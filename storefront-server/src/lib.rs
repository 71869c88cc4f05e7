//! storefront-server: REST API for stores, items, and tags
//!
//! Tags belong to one store and can be linked to that store's items.
//! Every resource route sits behind a JWT bearer token; revoked tokens are
//! tracked in the database.

pub mod auth;
pub mod db;
pub mod http;
pub mod models;

pub use auth::{JwtConfig, PasswordHasher};
pub use http::{build_router, run_server, AppState, ServerConfig};
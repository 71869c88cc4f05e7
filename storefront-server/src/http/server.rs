//! Axum server setup
//!
//! Server skeleton with:
//! - Localhost-only CORS by default
//! - Tracing and request timeout middleware
//! - Graceful shutdown on SIGTERM/Ctrl+C

use std::net::SocketAddr;
use std::sync::Arc;
use std::time::Duration;

use axum::http::{HeaderValue, StatusCode};
use axum::middleware;
use axum::response::{IntoResponse, Response};
use axum::Router;
use sqlx::SqlitePool;
use tokio::net::TcpListener;
use tower_http::cors::{Any, CorsLayer};
use tower_http::timeout::TimeoutLayer;
use tower_http::trace::TraceLayer;

use super::error::ApiError;
use super::routes;
use crate::auth::{JwtConfig, JwtService, PasswordHasher};

/// Server configuration
#[derive(Debug, Clone)]
pub struct ServerConfig {
    /// Address to bind to (default: 127.0.0.1:5000)
    pub bind_addr: SocketAddr,

    /// Allow permissive CORS (default: false = localhost only)
    ///
    /// WARNING: Setting this to true allows any origin.
    pub cors_permissive: bool,

    /// Per-request timeout
    pub request_timeout: Duration,
}

impl Default for ServerConfig {
    fn default() -> Self {
        Self {
            bind_addr: SocketAddr::from(([127, 0, 0, 1], 5000)),
            cors_permissive: false,
            request_timeout: Duration::from_secs(30),
        }
    }
}

/// Shared application state
pub struct AppState {
    pub pool: SqlitePool,
    pub jwt: JwtService,
    pub passwords: PasswordHasher,
}

impl AppState {
    pub fn new(pool: SqlitePool, jwt: JwtConfig, passwords: PasswordHasher) -> Self {
        Self {
            pool,
            jwt: JwtService::new(jwt),
            passwords,
        }
    }
}

fn cors_layer(permissive: bool) -> CorsLayer {
    if permissive {
        tracing::warn!("CORS: Permissive mode enabled - all origins allowed");
        return CorsLayer::permissive();
    }

    CorsLayer::new()
        .allow_origin([
            HeaderValue::from_static("http://localhost:5000"),
            HeaderValue::from_static("http://127.0.0.1:5000"),
        ])
        .allow_methods(Any)
        .allow_headers(Any)
}

/// Give timed-out requests the JSON error body.
async fn timeout_body(response: Response) -> Response {
    if response.status() == StatusCode::REQUEST_TIMEOUT {
        return ApiError::Timeout.into_response();
    }
    response
}

/// Build the application router with all routes and middleware.
pub fn build_router(state: AppState, config: &ServerConfig) -> Router {
    Router::new()
        .merge(routes::health::router())
        .merge(routes::users::router())
        .merge(routes::stores::router())
        .merge(routes::items::router())
        .merge(routes::tags::router())
        .layer(cors_layer(config.cors_permissive))
        .layer(TimeoutLayer::with_status_code(
            StatusCode::REQUEST_TIMEOUT,
            config.request_timeout,
        ))
        .layer(middleware::map_response(timeout_body))
        .layer(TraceLayer::new_for_http())
        .with_state(Arc::new(state))
}

/// Run the HTTP server until a shutdown signal arrives.
///
/// # Example
///
/// ```ignore
/// let pool = create_pool(&database_url).await?;
/// migrations::run(&pool).await?;
/// let state = AppState::new(pool, JwtConfig::new(secret), PasswordHasher::default());
/// run_server(state, ServerConfig::default()).await?;
/// ```
pub async fn run_server(state: AppState, config: ServerConfig) -> Result<(), ServerError> {
    let app = build_router(state, &config);

    let listener = TcpListener::bind(config.bind_addr).await?;
    tracing::info!("Server listening on {}", config.bind_addr);

    axum::serve(listener, app)
        .with_graceful_shutdown(shutdown_signal())
        .await?;

    tracing::info!("Server shutdown complete");
    Ok(())
}

/// Wait for shutdown signal (Ctrl+C or SIGTERM).
async fn shutdown_signal() {
    let ctrl_c = async {
        if let Err(e) = tokio::signal::ctrl_c().await {
            tracing::error!("failed to install Ctrl+C handler: {}", e);
            std::future::pending::<()>().await;
        }
    };

    #[cfg(unix)]
    let terminate = async {
        match tokio::signal::unix::signal(tokio::signal::unix::SignalKind::terminate()) {
            Ok(mut sigterm) => {
                sigterm.recv().await;
            }
            Err(e) => {
                tracing::error!("failed to install SIGTERM handler: {}", e);
                std::future::pending::<()>().await;
            }
        }
    };

    #[cfg(not(unix))]
    let terminate = std::future::pending::<()>();

    tokio::select! {
        _ = ctrl_c => {
            tracing::info!("Received Ctrl+C, starting shutdown");
        }
        _ = terminate => {
            tracing::info!("Received SIGTERM, starting shutdown");
        }
    }
}

/// Server error type
#[derive(Debug, thiserror::Error)]
pub enum ServerError {
    #[error("IO error: {0}")]
    Io(#[from] std::io::Error),
}
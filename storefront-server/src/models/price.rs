//! Item price validation

use super::ValidationError;

/// Validated item price: finite, non-negative, rounded to cents.
#[derive(Debug, Clone, Copy, PartialEq, PartialOrd)]
pub struct Price(f64);

impl Price {
    /// # Example
    /// ```
    /// use storefront_server::models::Price;
    ///
    /// assert_eq!(Price::new(9.999).unwrap().value(), 10.0);
    /// assert!(Price::new(-0.01).is_err());
    /// ```
    pub fn new(value: f64) -> Result<Self, ValidationError> {
        if !value.is_finite() {
            return Err(ValidationError::OutOfRange {
                field: "price",
                reason: "must be a finite number",
            });
        }

        if value < 0.0 {
            return Err(ValidationError::OutOfRange {
                field: "price",
                reason: "must not be negative",
            });
        }

        let rounded = (value * 100.0).round() / 100.0;
        if !rounded.is_finite() {
            return Err(ValidationError::OutOfRange {
                field: "price",
                reason: "is too large",
            });
        }

        Ok(Self(rounded))
    }

    pub fn value(self) -> f64 {
        self.0
    }
}

#[cfg(test)]
mod tests {
    use super::*;

    #[test]
    fn rounds_to_two_decimals() {
        assert_eq!(Price::new(15.994).unwrap().value(), 15.99);
        assert_eq!(Price::new(15.996).unwrap().value(), 16.0);
    }

    #[test]
    fn zero_is_allowed() {
        assert_eq!(Price::new(0.0).unwrap().value(), 0.0);
    }

    #[test]
    fn rejects_negative_and_nan() {
        assert!(Price::new(-1.0).is_err());
        assert!(Price::new(f64::NAN).is_err());
        assert!(Price::new(f64::INFINITY).is_err());
    }

    #[test]
    fn rejects_values_that_overflow_when_rounded() {
        let err = Price::new(1e307).unwrap_err();
        assert_eq!(
            err,
            ValidationError::OutOfRange {
                field: "price",
                reason: "is too large",
            }
        );
        assert!(Price::new(f64::MAX).is_err());
        assert!(Price::new(1e300).is_ok());
    }
}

:::

**GOAL OF THE EXERCISE:** Provide the count of lines above that contain "Received", without any other words.

**ANSWER TO THIS EXERCISE:** 2